EXERCISE →
Starting at the first line of the entries below, output every line exactly, up to and including the line with "all LappyBot operations.".

INPUT DATA →
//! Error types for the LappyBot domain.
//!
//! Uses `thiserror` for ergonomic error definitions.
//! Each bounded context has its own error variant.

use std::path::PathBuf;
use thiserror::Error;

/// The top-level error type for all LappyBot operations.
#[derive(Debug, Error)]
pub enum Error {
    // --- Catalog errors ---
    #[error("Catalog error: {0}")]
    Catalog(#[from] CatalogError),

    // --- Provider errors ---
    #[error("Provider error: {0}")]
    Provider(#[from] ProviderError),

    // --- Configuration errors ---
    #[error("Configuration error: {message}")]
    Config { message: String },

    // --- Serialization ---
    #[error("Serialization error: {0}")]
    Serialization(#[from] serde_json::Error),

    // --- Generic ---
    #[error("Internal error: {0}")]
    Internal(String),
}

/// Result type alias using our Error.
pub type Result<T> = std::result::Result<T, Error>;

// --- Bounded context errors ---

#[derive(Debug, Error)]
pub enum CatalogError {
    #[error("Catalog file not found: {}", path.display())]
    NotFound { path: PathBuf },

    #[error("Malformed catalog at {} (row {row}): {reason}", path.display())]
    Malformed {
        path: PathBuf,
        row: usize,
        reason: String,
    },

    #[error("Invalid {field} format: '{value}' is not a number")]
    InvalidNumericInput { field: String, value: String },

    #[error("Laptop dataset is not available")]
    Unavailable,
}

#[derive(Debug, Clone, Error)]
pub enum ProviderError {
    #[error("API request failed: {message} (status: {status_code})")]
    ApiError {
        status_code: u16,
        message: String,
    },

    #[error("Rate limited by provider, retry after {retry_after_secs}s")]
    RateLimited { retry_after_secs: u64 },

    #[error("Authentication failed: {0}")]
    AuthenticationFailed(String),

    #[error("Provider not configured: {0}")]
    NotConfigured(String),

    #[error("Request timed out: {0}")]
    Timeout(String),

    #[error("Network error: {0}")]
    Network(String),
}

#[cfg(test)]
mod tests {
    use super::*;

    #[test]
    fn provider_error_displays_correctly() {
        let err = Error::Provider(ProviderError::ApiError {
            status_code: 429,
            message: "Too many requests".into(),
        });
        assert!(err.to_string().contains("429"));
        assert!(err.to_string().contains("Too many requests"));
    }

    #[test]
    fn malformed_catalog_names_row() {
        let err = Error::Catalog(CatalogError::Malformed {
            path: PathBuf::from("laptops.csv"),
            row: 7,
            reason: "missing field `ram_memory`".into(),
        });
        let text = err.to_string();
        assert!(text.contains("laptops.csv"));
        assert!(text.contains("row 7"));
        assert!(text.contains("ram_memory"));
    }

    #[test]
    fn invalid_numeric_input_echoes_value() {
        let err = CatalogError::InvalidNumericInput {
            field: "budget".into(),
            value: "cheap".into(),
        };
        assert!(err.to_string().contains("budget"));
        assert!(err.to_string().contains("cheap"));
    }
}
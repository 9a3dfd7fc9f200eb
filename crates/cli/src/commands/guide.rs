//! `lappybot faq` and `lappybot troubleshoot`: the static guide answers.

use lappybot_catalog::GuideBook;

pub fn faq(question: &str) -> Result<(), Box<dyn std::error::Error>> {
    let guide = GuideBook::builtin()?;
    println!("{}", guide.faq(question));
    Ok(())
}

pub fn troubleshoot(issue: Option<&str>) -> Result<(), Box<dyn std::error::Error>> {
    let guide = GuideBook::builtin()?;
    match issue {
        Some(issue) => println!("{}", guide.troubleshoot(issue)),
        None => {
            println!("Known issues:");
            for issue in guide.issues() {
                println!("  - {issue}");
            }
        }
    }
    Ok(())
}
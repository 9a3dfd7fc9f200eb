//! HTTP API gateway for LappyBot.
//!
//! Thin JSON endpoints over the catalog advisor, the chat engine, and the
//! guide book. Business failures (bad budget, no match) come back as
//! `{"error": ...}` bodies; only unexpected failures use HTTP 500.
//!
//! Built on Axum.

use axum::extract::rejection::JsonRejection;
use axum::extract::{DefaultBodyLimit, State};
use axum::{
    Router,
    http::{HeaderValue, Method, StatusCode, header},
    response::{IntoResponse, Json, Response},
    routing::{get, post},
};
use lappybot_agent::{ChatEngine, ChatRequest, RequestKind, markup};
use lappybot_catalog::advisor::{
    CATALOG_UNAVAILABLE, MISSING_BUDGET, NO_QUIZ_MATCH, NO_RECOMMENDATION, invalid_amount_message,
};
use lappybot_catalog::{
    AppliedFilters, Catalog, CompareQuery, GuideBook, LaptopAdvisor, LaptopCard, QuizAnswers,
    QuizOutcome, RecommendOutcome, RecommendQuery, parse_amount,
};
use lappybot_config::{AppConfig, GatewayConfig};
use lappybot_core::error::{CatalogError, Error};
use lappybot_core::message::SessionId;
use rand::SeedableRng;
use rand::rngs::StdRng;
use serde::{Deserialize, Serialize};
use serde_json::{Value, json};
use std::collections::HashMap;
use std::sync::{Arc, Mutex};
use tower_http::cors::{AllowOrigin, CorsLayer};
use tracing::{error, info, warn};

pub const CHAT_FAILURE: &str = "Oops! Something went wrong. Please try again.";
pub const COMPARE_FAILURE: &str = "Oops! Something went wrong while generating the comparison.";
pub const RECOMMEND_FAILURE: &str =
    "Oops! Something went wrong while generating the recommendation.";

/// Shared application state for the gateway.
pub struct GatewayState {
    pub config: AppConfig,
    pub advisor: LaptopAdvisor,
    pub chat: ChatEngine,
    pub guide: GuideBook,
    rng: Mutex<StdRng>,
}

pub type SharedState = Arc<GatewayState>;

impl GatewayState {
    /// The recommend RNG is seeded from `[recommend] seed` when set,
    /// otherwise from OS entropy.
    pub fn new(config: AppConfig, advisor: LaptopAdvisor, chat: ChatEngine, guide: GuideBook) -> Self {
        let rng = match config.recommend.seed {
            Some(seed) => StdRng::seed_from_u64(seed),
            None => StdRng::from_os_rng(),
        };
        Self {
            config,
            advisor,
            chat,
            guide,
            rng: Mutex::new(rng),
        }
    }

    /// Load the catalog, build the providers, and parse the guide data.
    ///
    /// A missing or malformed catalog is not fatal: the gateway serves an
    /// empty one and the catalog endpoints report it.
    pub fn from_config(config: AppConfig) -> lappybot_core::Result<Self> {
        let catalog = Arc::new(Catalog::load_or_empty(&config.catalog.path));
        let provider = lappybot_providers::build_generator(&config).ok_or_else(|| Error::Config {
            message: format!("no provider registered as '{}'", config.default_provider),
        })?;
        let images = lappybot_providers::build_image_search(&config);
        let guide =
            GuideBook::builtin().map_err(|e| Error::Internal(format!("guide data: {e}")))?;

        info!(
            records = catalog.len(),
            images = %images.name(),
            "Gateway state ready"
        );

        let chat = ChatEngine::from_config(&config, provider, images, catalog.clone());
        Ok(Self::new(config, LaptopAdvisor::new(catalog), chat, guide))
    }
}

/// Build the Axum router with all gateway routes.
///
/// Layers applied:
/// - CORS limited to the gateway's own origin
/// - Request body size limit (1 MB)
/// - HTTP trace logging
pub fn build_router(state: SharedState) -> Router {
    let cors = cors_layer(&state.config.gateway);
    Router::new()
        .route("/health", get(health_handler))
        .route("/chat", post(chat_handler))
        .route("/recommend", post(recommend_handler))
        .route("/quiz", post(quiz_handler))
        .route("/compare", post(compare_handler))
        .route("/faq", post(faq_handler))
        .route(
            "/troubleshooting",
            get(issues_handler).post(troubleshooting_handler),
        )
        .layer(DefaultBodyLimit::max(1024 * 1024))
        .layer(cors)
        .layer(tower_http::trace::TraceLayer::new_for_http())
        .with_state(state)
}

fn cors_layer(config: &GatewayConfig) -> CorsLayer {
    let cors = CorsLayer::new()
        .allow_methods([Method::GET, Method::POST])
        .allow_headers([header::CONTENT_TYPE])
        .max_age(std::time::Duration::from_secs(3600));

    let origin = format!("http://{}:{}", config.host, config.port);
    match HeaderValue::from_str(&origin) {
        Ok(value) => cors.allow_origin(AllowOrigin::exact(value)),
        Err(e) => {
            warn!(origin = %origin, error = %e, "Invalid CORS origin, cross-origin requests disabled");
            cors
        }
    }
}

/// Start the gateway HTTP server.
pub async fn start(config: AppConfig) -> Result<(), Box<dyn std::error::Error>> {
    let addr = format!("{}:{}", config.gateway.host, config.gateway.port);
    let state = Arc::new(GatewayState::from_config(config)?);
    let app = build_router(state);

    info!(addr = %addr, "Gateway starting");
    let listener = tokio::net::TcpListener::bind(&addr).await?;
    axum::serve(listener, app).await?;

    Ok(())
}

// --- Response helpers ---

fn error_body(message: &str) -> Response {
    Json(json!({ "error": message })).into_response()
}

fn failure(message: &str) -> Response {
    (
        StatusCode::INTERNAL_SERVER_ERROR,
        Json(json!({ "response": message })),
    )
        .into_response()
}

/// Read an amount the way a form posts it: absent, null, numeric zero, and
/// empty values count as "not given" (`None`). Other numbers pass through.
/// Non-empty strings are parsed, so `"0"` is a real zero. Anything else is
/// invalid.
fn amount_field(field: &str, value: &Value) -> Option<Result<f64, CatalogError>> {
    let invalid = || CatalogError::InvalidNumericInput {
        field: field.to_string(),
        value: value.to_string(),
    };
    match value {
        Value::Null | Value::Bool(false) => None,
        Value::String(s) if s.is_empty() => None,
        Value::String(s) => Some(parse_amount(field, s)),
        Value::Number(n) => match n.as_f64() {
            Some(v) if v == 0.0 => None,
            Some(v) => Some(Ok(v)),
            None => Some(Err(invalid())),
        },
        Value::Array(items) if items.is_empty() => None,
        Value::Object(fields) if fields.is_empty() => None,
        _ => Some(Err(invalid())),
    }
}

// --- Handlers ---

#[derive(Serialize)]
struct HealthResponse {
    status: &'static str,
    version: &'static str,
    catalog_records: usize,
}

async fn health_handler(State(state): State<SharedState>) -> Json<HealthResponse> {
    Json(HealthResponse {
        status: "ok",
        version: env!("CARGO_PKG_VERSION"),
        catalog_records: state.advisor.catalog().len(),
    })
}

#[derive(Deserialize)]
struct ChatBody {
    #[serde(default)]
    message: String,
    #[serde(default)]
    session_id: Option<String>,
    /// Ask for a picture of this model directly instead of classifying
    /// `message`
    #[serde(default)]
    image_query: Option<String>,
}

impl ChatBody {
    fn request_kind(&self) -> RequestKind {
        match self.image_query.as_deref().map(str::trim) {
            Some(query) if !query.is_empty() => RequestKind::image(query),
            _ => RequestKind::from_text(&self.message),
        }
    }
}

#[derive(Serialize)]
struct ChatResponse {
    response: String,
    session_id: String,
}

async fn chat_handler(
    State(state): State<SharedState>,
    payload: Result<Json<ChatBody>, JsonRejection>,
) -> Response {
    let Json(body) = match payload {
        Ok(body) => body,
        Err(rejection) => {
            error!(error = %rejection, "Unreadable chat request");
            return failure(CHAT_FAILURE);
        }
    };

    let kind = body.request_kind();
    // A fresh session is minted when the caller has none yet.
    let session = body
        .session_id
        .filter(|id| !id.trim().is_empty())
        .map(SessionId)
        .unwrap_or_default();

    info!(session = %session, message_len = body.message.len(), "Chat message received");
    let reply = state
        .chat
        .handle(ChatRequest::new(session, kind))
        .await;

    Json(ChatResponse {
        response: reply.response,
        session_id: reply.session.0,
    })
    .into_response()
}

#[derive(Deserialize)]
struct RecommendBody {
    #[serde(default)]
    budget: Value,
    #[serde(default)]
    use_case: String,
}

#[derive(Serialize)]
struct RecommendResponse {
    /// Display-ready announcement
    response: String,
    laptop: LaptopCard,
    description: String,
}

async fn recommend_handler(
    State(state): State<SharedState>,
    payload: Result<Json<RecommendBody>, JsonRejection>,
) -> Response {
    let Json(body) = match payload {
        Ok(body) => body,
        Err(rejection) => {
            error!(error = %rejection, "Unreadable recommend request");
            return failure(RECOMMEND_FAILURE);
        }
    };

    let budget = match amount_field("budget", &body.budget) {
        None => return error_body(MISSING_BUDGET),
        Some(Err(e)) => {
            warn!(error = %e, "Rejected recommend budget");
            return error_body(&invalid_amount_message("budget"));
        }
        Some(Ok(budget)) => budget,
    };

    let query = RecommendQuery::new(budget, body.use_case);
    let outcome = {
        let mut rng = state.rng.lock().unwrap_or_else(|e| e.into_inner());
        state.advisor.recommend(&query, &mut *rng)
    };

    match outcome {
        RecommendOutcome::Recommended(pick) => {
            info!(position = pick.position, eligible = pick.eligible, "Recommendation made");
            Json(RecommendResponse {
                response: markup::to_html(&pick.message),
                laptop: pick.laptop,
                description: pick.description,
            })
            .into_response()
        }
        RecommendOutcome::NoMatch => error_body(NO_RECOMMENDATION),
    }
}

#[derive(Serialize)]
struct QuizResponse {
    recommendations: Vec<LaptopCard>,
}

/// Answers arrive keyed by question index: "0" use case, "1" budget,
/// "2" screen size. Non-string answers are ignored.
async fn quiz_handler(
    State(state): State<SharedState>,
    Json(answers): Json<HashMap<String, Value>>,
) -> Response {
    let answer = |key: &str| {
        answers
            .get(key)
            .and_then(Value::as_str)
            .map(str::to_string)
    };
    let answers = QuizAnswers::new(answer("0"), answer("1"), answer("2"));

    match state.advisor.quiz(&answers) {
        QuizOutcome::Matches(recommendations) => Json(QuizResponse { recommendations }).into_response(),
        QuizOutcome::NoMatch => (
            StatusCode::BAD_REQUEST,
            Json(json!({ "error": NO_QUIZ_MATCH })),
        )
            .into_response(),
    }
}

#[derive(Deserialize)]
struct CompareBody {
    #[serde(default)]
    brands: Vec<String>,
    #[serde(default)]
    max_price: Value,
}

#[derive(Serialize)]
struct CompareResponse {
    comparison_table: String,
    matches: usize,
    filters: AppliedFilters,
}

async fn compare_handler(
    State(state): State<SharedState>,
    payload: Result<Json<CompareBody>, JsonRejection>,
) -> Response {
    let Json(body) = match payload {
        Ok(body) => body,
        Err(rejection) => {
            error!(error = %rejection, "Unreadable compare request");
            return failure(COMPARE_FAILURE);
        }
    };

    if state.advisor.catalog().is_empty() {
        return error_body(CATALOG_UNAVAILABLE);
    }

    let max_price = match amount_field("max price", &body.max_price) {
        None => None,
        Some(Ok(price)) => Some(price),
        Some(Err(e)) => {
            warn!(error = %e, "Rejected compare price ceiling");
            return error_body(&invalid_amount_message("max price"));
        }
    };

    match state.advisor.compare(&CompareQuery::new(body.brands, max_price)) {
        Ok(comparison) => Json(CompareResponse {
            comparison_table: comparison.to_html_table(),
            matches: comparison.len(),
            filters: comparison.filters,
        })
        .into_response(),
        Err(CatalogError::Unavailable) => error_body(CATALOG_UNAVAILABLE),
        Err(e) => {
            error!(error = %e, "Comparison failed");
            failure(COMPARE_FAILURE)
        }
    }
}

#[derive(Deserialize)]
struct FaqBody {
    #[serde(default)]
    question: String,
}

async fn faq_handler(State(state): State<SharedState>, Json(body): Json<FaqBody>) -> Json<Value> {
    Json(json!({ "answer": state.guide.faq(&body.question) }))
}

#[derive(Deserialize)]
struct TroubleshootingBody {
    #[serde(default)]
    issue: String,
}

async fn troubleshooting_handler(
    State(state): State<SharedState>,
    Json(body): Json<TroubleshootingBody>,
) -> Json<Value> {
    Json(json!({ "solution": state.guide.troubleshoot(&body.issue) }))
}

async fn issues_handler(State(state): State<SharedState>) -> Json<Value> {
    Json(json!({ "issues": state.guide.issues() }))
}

WORKED SOLUTION →
//! Error types for the LappyBot domain.
//!
//! Uses `thiserror` for ergonomic error definitions.
//! Each bounded context has its own error variant.

use std::path::PathBuf;
use thiserror::Error;

/// The top-level error type for all LappyBot operations.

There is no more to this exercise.